Say what you will about director Eli Roth, the man behind the torture film Hostel, but he’s got an eye for atmosphere. I wasn’t a fan of his debut, an homage to Evil Dead and the bloody, cheesy fright flicks of the glorious ’80s, but I can understand how others might be. The film captured the essence of that time in cinema history – so well, in fact, that Roth caught the attention of similarly homage-heavy filmmaker Quentin Tarantino, whose name is stamped all over this follow-up. Not convinced? Watch the spoof trailer which Roth made for Tarantino and Robert Rodriguez’s if-you-didn’t-see-it-in-the-theater-then-you-never-really-saw-it spectacle Grindhouse. It’s bizarre and horrifying, but more than that it’s a believable product of the “grindhouse” era, where horror pictures based on holidays were churned out at a mind-boggling pace.

This holds true, too, for Hostel. Whatever issues one might have with its absurd premise, its juvenile prurience, its heavy-handed metaphors (like, OMG, parallelism yo!), at least Roth manages to place all of this inside a setting which brings added weight to the situation. The main characters, three sex-obsessed tourists backpacking through Europe, get bored of Amsterdam with its lax drug laws. The brothels, which find silhouettes making whoopee in all manner of positions behind close doors, have become passé. And who wants to have to pay for the company of an attractive lady, anyway? Hence, on the word of a total stranger, the three bros travel to an out of the way Slovakian town where the women are wild about foreign guys. The city in question is gorgeous. It retains an ancient charm while being welcoming to the weary traveler. It’s too bad that the men spend the majority of their time in a bar or in their hostel’s spa due the allure of half-naked girls. Unnecessary nudity is all well and good, but come on man, gimme more of them establishing shots! The city is expansive, yet remains somehow able to induce claustrophobia; the weather, perpetually cloudy.

Now, as you might imagine, this is where things begin to go awry for our frat pack – they begin to be killed off rather unceremoniously, by a masked man in a darkened, concrete room. I mean “unceremoniously” as far as the film itself is concerned – the characters are given only enough depth that we’re able to tell them apart by their personalities in addition to their visage, yet not so much that we feel any fondness for them as human beings. Although, then again, we are given a glimpse into their very souls as they make the profoundly difficult ethical choice not to make love to a woman who is in a “coma” (anybody else see a reference to Kill Bill there?). Nah, despite this humanitarianism, these dudes are hardly worth our time and so their inevitable execution doesn’t mean much. However, the gory methods utilized in leading them toward their demise is sometimes chilling and always intriguing. Of course, in a world that has seven installments of the Saw franchise and five entries in the Final Destination series, perhaps the gorier aspects of the film are less exciting than I’ve implied. Let me put this in a different light: the gore itself may not be groundbreaking (one instance of ocular decimation is especially false), but the set-up of the scenes is often inspired. When one of the guys tries to stand after having his ankles severed, for example, the results are delightfully disturbing.

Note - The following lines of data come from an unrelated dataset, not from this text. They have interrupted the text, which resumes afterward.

impl TransferTask {
    pub(crate) fn new(request: TransferRequest, shared: Arc<TransferShared>) -> Self {
        Self {
            descriptor: TaskDescriptor::new(request.id, request.label()),
            request: Arc::new(request),
            shared,
        }
    }

    /// Rebuild a task from its durable record
    pub(crate) fn from_record(record: &TaskRecord, shared: Arc<TransferShared>) -> Result<Self> {
        if record.kind != TRANSFER_TASK_KIND {
            return Err(Error::persistence(format!(
                "Record {} has unknown kind '{}'",
                record.id, record.kind
            )));
        }
        let request: TransferRequest = serde_json::from_str(&record.payload)
            .map_err(|e| Error::persistence(format!("Corrupt record {}: {}", record.id, e)))?;
        Ok(Self::new(request, shared))
    }

    /// The request this task carries
    pub fn request(&self) -> &TransferRequest {
        &self.request
    }

    fn reporter(&self) -> TransferReporter {
        TransferReporter::new(Arc::clone(&self.request), Arc::clone(&self.shared.listeners))
    }

    fn settings(&self) -> &TransferSettings {
        &self.request.settings
    }

    async fn run_attempts(&self, reporter: &mut TransferReporter) -> Result<()> {
        let settings = self.settings();
        let client = match build_client(settings) {
            Ok(client) => client,
            Err(e) => {
                reporter.finish(TransferState::Failed, Some(&e));
                return Err(e);
            }
        };
        let mut written: Option<PathBuf> = None;

        loop {
            if self.descriptor.is_cancelled() {
                return self.finish_cancelled(reporter);
            }
            reporter.begin_attempt();
            reporter.update(TransferState::Starting, None);

            let error = match self.attempt(&client, reporter, &mut written).await {
                Ok(()) => {
                    info!("Transfer {} completed", self.request.label());
                    reporter.finish(TransferState::Success, None);
                    return Ok(());
                }
                Err(e) => e,
            };

            if error.is_cancelled() || self.descriptor.is_cancelled() {
                return self.finish_cancelled(reporter);
            }

            let retries = reporter.info().retries();
            let terminal = match &error {
                Error::FileReason { .. } => Some(TransferState::FailedFileReason),
                Error::Argument { .. } => Some(TransferState::Failed),
                Error::Declined { .. } if settings.declined_policy == DeclinedPolicy::Fail => {
                    Some(TransferState::Failed)
                }
                _ if settings.retry_limit.allows_retry(retries) => None,
                _ if settings.retry_limit == RetryLimit::None => Some(TransferState::Failed),
                _ => Some(TransferState::FailedRetriesExceeded),
            };

            if let Some(state) = terminal {
                self.cleanup_partial(written.take()).await;
                let error = if state == TransferState::FailedRetriesExceeded {
                    Error::RetriesExceeded {
                        attempts: reporter.info().attempt(),
                    }
                } else {
                    error
                };
                warn!("Transfer {} ended with {}: {}", self.request.label(), state, error);
                reporter.finish(state, Some(&error));
                return Err(error);
            }

            warn!(
                "Attempt {} of {} failed: {}",
                reporter.info().attempt(),
                self.request.label(),
                error
            );
            reporter.update(TransferState::Failed, Some(&error));

            tokio::select! {
                biased;
                _ = self.descriptor.cancelled() => return self.finish_cancelled(reporter),
                _ = tokio::time::sleep(settings.retry_delay) => {}
            }
            reporter.info_mut().record_retry();
        }
    }

    fn finish_cancelled(&self, reporter: &mut TransferReporter) -> Result<()> {
        debug!("Transfer {} cancelled", self.request.label());
        reporter.finish(TransferState::Cancelled, Some(&Error::Cancelled));
        Err(Error::Cancelled)
    }

    async fn cleanup_partial(&self, written: Option<PathBuf>) {
        let settings = self.settings();
        if !settings.delete_partial_on_failure
            || settings.write_mode == DownloadWriteMode::ResumeDownload
        {
            return;
        }
        if let Some(path) = written {
            if let Err(e) = tokio::fs::remove_file(&path).await {
                debug!("Could not remove partial file {}: {}", path.display(), e);
            }
        }
    }

    /// One end-to-end try: resolve files, send, classify, read, report
    async fn attempt(
        &self,
        client: &reqwest::Client,
        reporter: &mut TransferReporter,
        written: &mut Option<PathBuf>,
    ) -> Result<()> {
        let request = &*self.request;
        let settings = self.settings();
        let cancel = self.descriptor.cancellation_token().clone();
        let url = request.parsed_url()?;
        let reads_to_file = settings.read_body_mode == ReadBodyMode::File;

        let resuming = settings.write_mode == DownloadWriteMode::ResumeDownload;
        let mut destination = match written.as_ref() {
            // A retry takes over the file its earlier attempt claimed
            Some(path) if reads_to_file && !resuming => Some(Destination::reclaim(path.clone())),
            _ if reads_to_file => self.plan_before_request(&url).await?,
            _ => None,
        };
        let body = UploadBody::prepare(request, &new_boundary()).await?;

        reporter.update(TransferState::Connecting, None);
        let mut builder = client.request(request.method.as_reqwest(), url.clone());
        for (name, value) in &request.headers {
            builder = builder.header(name.as_str(), value.as_str());
        }
        if let Some(content_type) = body.content_type() {
            builder = builder.header(CONTENT_TYPE, content_type);
        }
        if let Some(offset) = destination.as_ref().map(|d| d.offset).filter(|o| *o > 0) {
            reporter.info_mut().set_resume_offset(offset);
            builder = builder.header(RANGE, format!("bytes={}-", offset));
        }

        let has_body = !body.is_empty();
        let upload_total = body.content_length();
        let (progress_tx, mut progress_rx) = watch::channel(0u64);
        if has_body {
            reporter.info_mut().upload_mut().set_total(Some(upload_total));
            let stream = body.into_stream(settings.chunk_size.get(), cancel.clone(), progress_tx);
            builder = builder
                .header(CONTENT_LENGTH, upload_total)
                .body(reqwest::Body::wrap_stream(stream));
        } else {
            drop(progress_tx);
        }

        reporter.begin_phase();
        let read_timeout = settings.timeouts.read_timeout;
        let send = builder.send();
        let idle = tokio::time::sleep(read_timeout);
        tokio::pin!(send, idle);
        let mut watching = has_body;
        let mut reported = 0u64;
        // Silence is bounded by the read timeout until the headers arrive
        let response = loop {
            tokio::select! {
                biased;
                _ = cancel.cancelled() => return Err(Error::Cancelled),
                result = &mut send => break result.map_err(|e| transport_error(&e, settings))?,
                changed = progress_rx.changed(), if watching => {
                    if changed.is_ok() {
                        reported = *progress_rx.borrow_and_update();
                        reporter.upload_progress(reported, settings.notify_write);
                        idle.as_mut().reset(tokio::time::Instant::now() + read_timeout);
                    } else {
                        watching = false;
                    }
                }
                () = &mut idle => {
                    debug!("{} sent no response within {:?}", request.label(), read_timeout);
                    return Err(Error::Timeout { millis: millis(read_timeout) });
                }
            }
        };
        if has_body {
            let sent = *progress_rx.borrow();
            if sent != reported {
                reporter.upload_progress(sent, settings.notify_write);
            }
        }

        let status = response.status();
        let code = status.as_u16();
        let accepted = request.accepts(code);
        let headers: Vec<(String, String)> = response
            .headers()
            .iter()
            .map(|(name, value)| {
                (
                    name.as_str().to_string(),
                    String::from_utf8_lossy(value.as_bytes()).into_owned(),
                )
            })
            .collect();
        let header = |name: &str| {
            headers
                .iter()
                .find(|(key, _)| key.eq_ignore_ascii_case(name))
                .map(|(_, value)| value.clone())
        };
        let content_type = header(CONTENT_TYPE.as_str());
        let content_disposition = header(CONTENT_DISPOSITION.as_str());
        let date = header(DATE.as_str()).and_then(|d| parse_http_date(&d));
        let content_length = response
            .content_length()
            .and_then(|len| i64::try_from(len).ok())
            .unwrap_or(-1);
        debug!("{} answered {}", request.label(), code);

        let body = if accepted && reads_to_file {
            let mut destination = match destination.take() {
                Some(destination) => destination,
                None => self.plan_after_response(&url, content_disposition.as_deref()).await?,
            };
            if destination.offset > 0 && status != StatusCode::PARTIAL_CONTENT {
                debug!("Server ignored the range request, restarting {}", destination.path.display());
                destination.restart();
            }
            reporter.info_mut().set_resume_offset(destination.offset);
            let _guard = self.shared.locks.try_lock(&destination.path)?;
            *written = Some(destination.path.clone());
            self.read_to_file(response, &destination, reporter, &cancel).await?;
            ResponseBody::File(destination.path)
        } else {
            let bytes = self.read_to_memory(response, reporter, &cancel, accepted).await?;
            if settings.read_body_mode == ReadBodyMode::ByteArray {
                ResponseBody::Bytes(bytes)
            } else {
                let charset = content_type
                    .as_deref()
                    .and_then(charset_from_content_type)
                    .unwrap_or(&settings.download_charset);
                let text = decode_text(&bytes, charset)
                    .or_else(|_| decode_text(&bytes, &settings.download_charset))?;
                ResponseBody::Text(text)
            }
        };

        let message = status.canonical_reason().unwrap_or_default().to_string();
        let response = Response {
            status: if accepted {
                ResponseStatus::Accepted
            } else {
                ResponseStatus::Declined
            },
            code,
            message: message.clone(),
            headers,
            body,
            content_type,
            content_length,
            date,
        };
        reporter.response(&response);

        if !accepted {
            return Err(Error::declined(code, message));
        }
        if settings.delete_source_on_success {
            for path in request.body.source_files() {
                if let Err(e) = tokio::fs::remove_file(path).await {
                    warn!("Could not delete uploaded file {}: {}", path.display(), e);
                }
            }
        }
        Ok(())
    }

    /// Destination known before connecting: explicit files, and resumable partials
    async fn plan_before_request(&self, url: &Url) -> Result<Option<Destination>> {
        let mode = self.settings().write_mode;
        match &self.request.download {
            Some(DownloadTarget::File(path)) => Destination::plan(path.clone(), mode).await.map(Some),
            Some(DownloadTarget::Directory(dir)) if mode == DownloadWriteMode::ResumeDownload => {
                let Some(name) = filename_from_url(url) else {
                    return Ok(None);
                };
                let path = dir.join(name);
                match tokio::fs::metadata(&path).await {
                    Ok(metadata) if metadata.is_file() && metadata.len() > 0 => {
                        Destination::plan(path, mode).await.map(Some)
                    }
                    _ => Ok(None),
                }
            }
            Some(DownloadTarget::Directory(_)) => Ok(None),
            None => Err(Error::argument("Reading the body into a file requires a download target")),
        }
    }

    /// Name a directory download from the response, then the URL
    async fn plan_after_response(
        &self,
        url: &Url,
        content_disposition: Option<&str>,
    ) -> Result<Destination> {
        let Some(DownloadTarget::Directory(dir)) = &self.request.download else {
            return Err(Error::argument("Download target is not a directory"));
        };
        let name = content_disposition
            .and_then(filename_from_content_disposition)
            .or_else(|| filename_from_url(url))
            .unwrap_or_else(|| FALLBACK_FILE_NAME.to_string());
        // No range was requested, so an existing file cannot be appended to
        let mode = match self.settings().write_mode {
            DownloadWriteMode::ResumeDownload => DownloadWriteMode::Overwrite,
            mode => mode,
        };
        Destination::plan(dir.join(name), mode).await
    }

    async fn read_to_file(
        &self,
        mut response: reqwest::Response,
        destination: &Destination,
        reporter: &mut TransferReporter,
        cancel: &CancellationToken,
    ) -> Result<()> {
        let settings = self.settings();
        let offset = destination.offset;
        let download = reporter.info_mut().download_mut();
        download.set_total(response.content_length().map(|len| len + offset));
        download.restart_at(offset);

        let mut file = destination.open().await?;
        let write_error =
            |e: std::io::Error| Error::file_reason(&destination.path, format!("Write failed: {}", e));

        reporter.begin_phase();
        let mut transferred = offset;
        while let Some(chunk) = next_chunk(&mut response, cancel, settings).await? {
            file.write_all(&chunk).await.map_err(write_error)?;
            transferred += chunk.len() as u64;
            reporter.download_progress(transferred, settings.notify_read);
        }
        file.flush().await.map_err(write_error)?;
        Ok(())
    }

    async fn read_to_memory(
        &self,
        mut response: reqwest::Response,
        reporter: &mut TransferReporter,
        cancel: &CancellationToken,
        notify: bool,
    ) -> Result<Vec<u8>> {
        let settings = self.settings();
        let total = response.content_length();
        reporter.info_mut().download_mut().set_total(total);
        let capacity = total.unwrap_or(0).min(MAX_PREALLOCATION);
        let mut buffer = Vec::with_capacity(usize::try_from(capacity).unwrap_or(0));

        reporter.begin_phase();
        while let Some(chunk) = next_chunk(&mut response, cancel, settings).await? {
            buffer.extend_from_slice(&chunk);
            reporter.download_progress(buffer.len() as u64, notify && settings.notify_read);
        }
        Ok(buffer)
    }
}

And once again, the dimly lit corridors of the abandoned warehouse where these men have been put into captivity for the last hours of their lives, it’s beautiful. When one of the boys escapes from his captor’s clutches (in perhaps the most tense and brutal moments of the entire film), he slinks into the hallways wearing a horned mask as disguise. The image is akin to a demon slowly making its way through the pale and filthy building. From here, things begins to dip into the cartoonish as the true nature of this house of horrors becomes apparent. Without giving too much away, suffice it to say that this is not the work of a deranged madman, but instead the methodical manipulation of a calm and collected madman. In any case, our suddenly sole protagonist has to wind his way through a fearsome maze of the macabre. Though the situation grows silly, the handling of the events is splendid. One of the most gut-wrenching moments of the film comes not when our new hero is scurrying through the darkened confines of the lower levels, but later when he is hiding in plain sight and in broad daylight. A secondary character played by Rick Hoffman (“Commander in Chief”) exudes menacing cruelty without the need for images of blood and guts.

And I think I’m going in circles saying the same thing here. Eli Roth is no writer – he compensates for this by throwing in unclothed women. Well, that and second-rate plotting technique. Like a story of past trauma which must inevitably be re-lived, but not for any purpose that might add depth to the character or show his emotional growth – no, just because it’s an easy callback to allow audience members the opportunity to say, “Oh, this is kind of like that story he was telling earlier in the movie!” But the director still somehow has honed his ability to make these otherwise stale scenes into something powerful by really drawing the heart out of them. A late-in-the-game shift from exploitation to empowerment is initially tired and/or played out, but the scene maintains a surprisingly punch that allows it to transcend its otherwise hammy roots.

I guess you could say that Hostel is sort of a guilty pleasure for me. But I don’t really feel guilty for the aspects of the film which I derived pleasure from. I just feel somewhat disappointed that those impressive set-ups were so frequently upended by lazy punchlines.